When it came time to put the album together we thought, "Who would be our dream producer?" And we all said Rick. So we reached out and Rick said, "Send me some songs," and so I sent him 100 songs! I think he was expecting me to send three! But he listened to all 100 and he sent me an email with notes on every song: "Hated it, liked it, didn't like it." Very, very honest.
And he did exactly what you just said, which is he made me sit down and play each one of those songs in the studio with just a guitar - so we heard the most basic, raw structure of the chords and the melody and the lyric. And you could see very quickly which songs worked. We've never done that before and that was the Rick Rubin magic.
Next year is the 10th anniversary of your debut album. What's been the highlight for you?
If I were to be completely honest with you, it was such a tornado for me that it almost feels numbing to think on at all. Winning our first Grammy was a huge deal and performing with Kendrick Lamar [at the 2014 Grammys] was at a turning point for both of us.
Have you ever been starstruck by a guest who's come to one of your shows?
There's been a lot of people where you're like, "Whoa, they're at the show." But for me, I really geeked out on a personal level when Rainn Wilson came to a show.
The guy who played Dwight Schrute in The Office?
Yeah, it's like, "Dwight came to our show!" It was really hard to pay attention and sing when he was there, looking at us. And it was equally hard to take him seriously when I met him backstage. So we've had famous quarterbacks and even more famous actors come to see us but for me, the peak was actually Rainn Wilson. I think about it all the time and I just feel like, man, that was geek nirvana.
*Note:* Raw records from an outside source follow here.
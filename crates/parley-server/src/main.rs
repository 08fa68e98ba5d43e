mod config;

use std::sync::Arc;

use axum::{
    Router,
    extract::{Query, State, WebSocketUpgrade},
    response::IntoResponse,
    routing::get,
};
use serde::Deserialize;
use tower_http::cors::CorsLayer;
use tower_http::trace::TraceLayer;
use tracing::info;

use parley_api::state::{AppState, AppStateInner};
use parley_gateway::{Gateway, IdentityVerifier, JwtVerifier, SqliteStore, connection};

use crate::config::ServerConfig;

#[derive(Debug, Deserialize)]
struct GatewayQuery {
    token: Option<String>,
}

#[tokio::main]
async fn main() -> anyhow::Result<()> {
    // Load .env if present
    let _ = dotenvy::dotenv();

    // Init logging
    tracing_subscriber::fmt()
        .with_env_filter(
            tracing_subscriber::EnvFilter::try_from_default_env()
                .unwrap_or_else(|_| "parley=debug,parley_gateway=debug,tower_http=debug".into()),
        )
        .init();

    let config = ServerConfig::from_env()?;

    // Init database
    let db = parley_db::Database::open(&config.db_path)?;
    info!("Database ready at {}", config.db_path.display());

    let verifier: Arc<dyn IdentityVerifier> = Arc::new(JwtVerifier::new(&config.jwt_secret));
    let gateway = Gateway::new(
        Arc::new(SqliteStore::new(db)),
        verifier.clone(),
        config.gateway.clone(),
    );

    let app_state: AppState = Arc::new(AppStateInner {
        gateway: gateway.clone(),
        verifier,
    });

    // Routes
    let ws_route = Router::new()
        .route("/gateway", get(ws_upgrade))
        .with_state(gateway);

    let app = Router::new()
        .route("/health", get(|| async { "ok" }))
        .merge(parley_api::protected_routes(app_state))
        .merge(ws_route)
        .layer(CorsLayer::permissive())
        .layer(TraceLayer::new_for_http());

    info!("Parley server listening on {}", config.addr);

    let listener = tokio::net::TcpListener::bind(config.addr).await?;
    axum::serve(listener, app).await?;

    Ok(())
}

/// The token may ride on the upgrade URL; otherwise the client sends an
/// `Identify` frame first.
async fn ws_upgrade(
    State(gateway): State<Gateway>,
    Query(query): Query<GatewayQuery>,
    ws: WebSocketUpgrade,
) -> impl IntoResponse {
    ws.on_upgrade(move |socket| connection::handle_connection(socket, gateway, query.token))
}
mod common;

use std::sync::atomic::Ordering;

use common::{Harness, direct, group, sent_message, user};
use parley_types::events::{AckResult, ClientCommand, ErrorCode, ServerEvent};
use parley_types::models::{MessageContent, MessageKind, MessageStatus};

#[tokio::test]
async fn direct_message_to_online_recipient_is_delivered() {
    let h = Harness::new();
    let (alice, bob) = (user("alice"), user("bob"));
    let a = h.connect(&alice).await;
    let mut b = h.connect(&bob).await;

    let ack = h.send(&a, direct(&bob, "Hi Bob")).await;
    let sent = sent_message(&ack);
    assert_eq!(sent.status, MessageStatus::Delivered);

    let delivered = b.delivered();
    assert_eq!(delivered.len(), 1);
    assert_eq!(delivered[0].id, sent.id);
    assert_eq!(delivered[0].status, MessageStatus::Delivered);
    assert_eq!(delivered[0].content.text.as_deref(), Some("Hi Bob"));

    let store = h.gateway.router().store();
    let stored = store.get_message(sent.id).await.unwrap().unwrap();
    assert_eq!(stored.status, MessageStatus::Delivered);

    let conversation = store
        .get_conversation(sent.conversation_id)
        .await
        .unwrap()
        .unwrap();
    let summary = conversation.last_message.unwrap();
    assert_eq!(summary.preview, "Hi Bob");
    assert_eq!(summary.sender_id, alice.user_id);
}

#[tokio::test]
async fn direct_message_to_offline_recipient_waits_for_history() {
    let h = Harness::new();
    let (alice, bob) = (user("alice"), user("bob"));
    let a = h.connect(&alice).await;

    let sent = sent_message(&h.send(&a, direct(&bob, "Are you there?")).await);
    assert_eq!(sent.status, MessageStatus::Sent);

    let mut b = h.connect(&bob).await;
    assert!(b.delivered().is_empty());

    let page = h
        .gateway
        .router()
        .history(&bob, sent.conversation_id, None, 50)
        .await
        .unwrap();
    assert_eq!(page.len(), 1);
    assert_eq!(page[0].status, MessageStatus::Delivered);

    let stored = h
        .gateway
        .router()
        .store()
        .get_message(sent.id)
        .await
        .unwrap()
        .unwrap();
    assert_eq!(stored.status, MessageStatus::Delivered);
}

#[tokio::test]
async fn direct_message_to_self_is_rejected() {
    let h = Harness::new();
    let alice = user("alice");
    let a = h.connect(&alice).await;

    let ack = h.send(&a, direct(&alice, "me")).await;
    assert_eq!(ack.error_code(), Some(ErrorCode::InvalidIntent));
}

#[tokio::test]
async fn empty_content_is_rejected() {
    let h = Harness::new();
    let (alice, bob) = (user("alice"), user("bob"));
    let a = h.connect(&alice).await;

    let ack = h
        .send(
            &a,
            ClientCommand::SendDirect {
                recipient_id: bob.user_id,
                kind: MessageKind::Text,
                content: MessageContent::text("   "),
            },
        )
        .await;
    assert_eq!(ack.error_code(), Some(ErrorCode::InvalidIntent));
    assert!(h.gateway.router().conversations(&alice).await.unwrap().is_empty());
}
use std::collections::HashMap;
use std::sync::Arc;

use thiserror::Error;
use tokio::sync::mpsc::error::TrySendError;
use tokio::sync::{RwLock, mpsc};
use tokio_util::sync::CancellationToken;
use tracing::{debug, warn};

use parley_types::events::ServerEvent;
use parley_types::models::{ConnectionId, Identity};

/// Lifecycle of one connection. `Closed` is terminal; a closed connection is
/// removed from the table, so it is only ever observed as the result of a
/// transition.
#[derive(Debug, Clone, Copy, PartialEq, Eq)]
pub enum ConnectionState {
    Connecting,
    Authenticating,
    Active,
    Closed,
}

#[derive(Debug, Clone, Copy, PartialEq, Eq, Error)]
pub enum PushError {
    #[error("connection closed")]
    Closed,

    #[error("outbound queue full")]
    Overflow,
}

/// Sending half of a connection's bounded outbound queue, plus the token
/// that asks its transport to shut down.
#[derive(Clone)]
pub struct Outbound {
    tx: mpsc::Sender<ServerEvent>,
    eviction: CancellationToken,
}

impl Outbound {
    pub fn channel(capacity: usize) -> (Self, mpsc::Receiver<ServerEvent>) {
        let (tx, rx) = mpsc::channel(capacity.max(1));
        (
            Self {
                tx,
                eviction: CancellationToken::new(),
            },
            rx,
        )
    }

    /// Never waits. A full queue evicts the connection (disconnect-on-overflow).
    pub fn push(&self, event: ServerEvent) -> Result<(), PushError> {
        if self.eviction.is_cancelled() {
            return Err(PushError::Closed);
        }
        match self.tx.try_send(event) {
            Ok(()) => Ok(()),
            Err(TrySendError::Full(_)) => {
                self.eviction.cancel();
                Err(PushError::Overflow)
            }
            Err(TrySendError::Closed(_)) => Err(PushError::Closed),
        }
    }

    pub fn evict(&self) {
        self.eviction.cancel();
    }

    pub fn eviction(&self) -> CancellationToken {
        self.eviction.clone()
    }
}

struct ConnectionSlot {
    state: ConnectionState,
    identity: Option<Identity>,
    outbound: Outbound,
}

/// What a connection looked like right before it was closed.
#[derive(Debug, Clone)]
pub struct ClosedConnection {
    pub previous: ConnectionState,
    pub identity: Option<Identity>,
}

/// Table of live connections and their outbound queues. Every push to a
/// connection goes through here.
#[derive(Clone)]
pub struct Dispatcher {
    inner: Arc<DispatcherInner>,
}

struct DispatcherInner {
    connections: RwLock<HashMap<ConnectionId, ConnectionSlot>>,
}

impl Dispatcher {
    pub fn new() -> Self {
        Self {
            inner: Arc::new(DispatcherInner {
                connections: RwLock::new(HashMap::new()),
            }),
        }
    }

    /// Track a freshly accepted connection in `Connecting`.
    pub async fn insert(&self, conn_id: ConnectionId, outbound: Outbound) {
        self.inner.connections.write().await.insert(
            conn_id,
            ConnectionSlot {
                state: ConnectionState::Connecting,
                identity: None,
                outbound,
            },
        );
    }

    pub async fn state(&self, conn_id: ConnectionId) -> Option<ConnectionState> {
        self.inner
            .connections
            .read()
            .await
            .get(&conn_id)
            .map(|slot| slot.state)
    }

    /// Move `from -> to` only if the connection is currently in `from`.
    pub async fn transition(
        &self,
        conn_id: ConnectionId,
        from: ConnectionState,
        to: ConnectionState,
    ) -> bool {
        let mut connections = self.inner.connections.write().await;
        match connections.get_mut(&conn_id) {
            Some(slot) if slot.state == from => {
                slot.state = to;
                true
            }
            _ => false,
        }
    }

    /// `Authenticating -> Active`, attaching the verified identity.
    /// Fails if the connection closed while the credential was being checked.
    pub async fn activate(&self, conn_id: ConnectionId, identity: Identity) -> bool {
        let mut connections = self.inner.connections.write().await;
        match connections.get_mut(&conn_id) {
            Some(slot) if slot.state == ConnectionState::Authenticating => {
                slot.state = ConnectionState::Active;
                slot.identity = Some(identity);
                true
            }
            _ => false,
        }
    }

    /// Identity of an `Active` connection.
    pub async fn identity(&self, conn_id: ConnectionId) -> Option<Identity> {
        let connections = self.inner.connections.read().await;
        connections
            .get(&conn_id)
            .filter(|slot| slot.state == ConnectionState::Active)
            .and_then(|slot| slot.identity.clone())
    }

    /// Remove the connection. Returns `None` if it was already gone, which
    /// makes repeated closes no-ops.
    pub async fn close(&self, conn_id: ConnectionId) -> Option<ClosedConnection> {
        let slot = self.inner.connections.write().await.remove(&conn_id)?;
        slot.outbound.evict();
        Some(ClosedConnection {
            previous: slot.state,
            identity: slot.identity,
        })
    }

    /// Ask the connection's transport to shut down.
    pub async fn evict(&self, conn_id: ConnectionId) {
        if let Some(slot) = self.inner.connections.read().await.get(&conn_id) {
            slot.outbound.evict();
        }
    }

    /// Send a targeted event to one connection.
    pub async fn send_to(&self, conn_id: ConnectionId, event: ServerEvent) -> Result<(), PushError> {
        let outbound = {
            let connections = self.inner.connections.read().await;
            connections
                .get(&conn_id)
                .map(|slot| slot.outbound.clone())
                .ok_or(PushError::Closed)?
        };
        let result = outbound.push(event);
        if let Err(PushError::Overflow) = result {
            warn!("Outbound queue overflow on {}, evicting", conn_id);
        }
        result
    }

    /// Send to each listed connection, skipping `exclude`. Returns how many
    /// pushes were accepted; failures are dropped.
    pub async fn send_to_many(
        &self,
        targets: &[ConnectionId],
        event: &ServerEvent,
        exclude: Option<ConnectionId>,
    ) -> usize {
        let mut delivered = 0;
        for &conn_id in targets {
            if Some(conn_id) == exclude {
                continue;
            }
            match self.send_to(conn_id, event.clone()).await {
                Ok(()) => delivered += 1,
                Err(e) => debug!("Dropped push to {}: {}", conn_id, e),
            }
        }
        delivered
    }

    /// Broadcast an event to every active connection except `exclude`.
    pub async fn broadcast(&self, event: ServerEvent, exclude: Option<ConnectionId>) -> usize {
        let targets: Vec<(ConnectionId, Outbound)> = {
            let connections = self.inner.connections.read().await;
            connections
                .iter()
                .filter(|(id, slot)| slot.state == ConnectionState::Active && Some(**id) != exclude)
                .map(|(id, slot)| (*id, slot.outbound.clone()))
                .collect()
        };

        let mut delivered = 0;
        for (conn_id, outbound) in targets {
            match outbound.push(event.clone()) {
                Ok(()) => delivered += 1,
                Err(PushError::Overflow) => warn!("Outbound queue overflow on {}, evicting", conn_id),
                Err(PushError::Closed) => {}
            }
        }
        delivered
    }
}

impl Default for Dispatcher {
    fn default() -> Self {
        Self::new()
    }
}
I love The Office.
You've spoken in the past about losing fans because of your advocacy for LGBTQ rights. How has that affected you?
I've gotten countless emails throughout the years from very far right, conservative folk who have told me that I'm going to hell; told me that their family will no longer come to shows, things like that. But to be honest with you, it is meaningless to me. I've never once thought like, "Oh, that sucks, we lost a fan."
For me it's such a basic human right, not just to accept and love everyone - but to celebrate our LGBTQ youth. Even being raised in a Mormon home, my parents taught me love and acceptance. And I believe that when you are in a place of privilege if you're not giving back, you are useless. You're taking up space for someone who could be here doing something positive.
I had many friends growing up who are LGBTQ, and I have family members who are LGBTQ, and it takes very little effort for white privileged straight man to to speak up and say what is obvious - which is, of course, that our LGBTQ youth are equal and should be celebrated. Not just tolerated or accepted, but celebrated.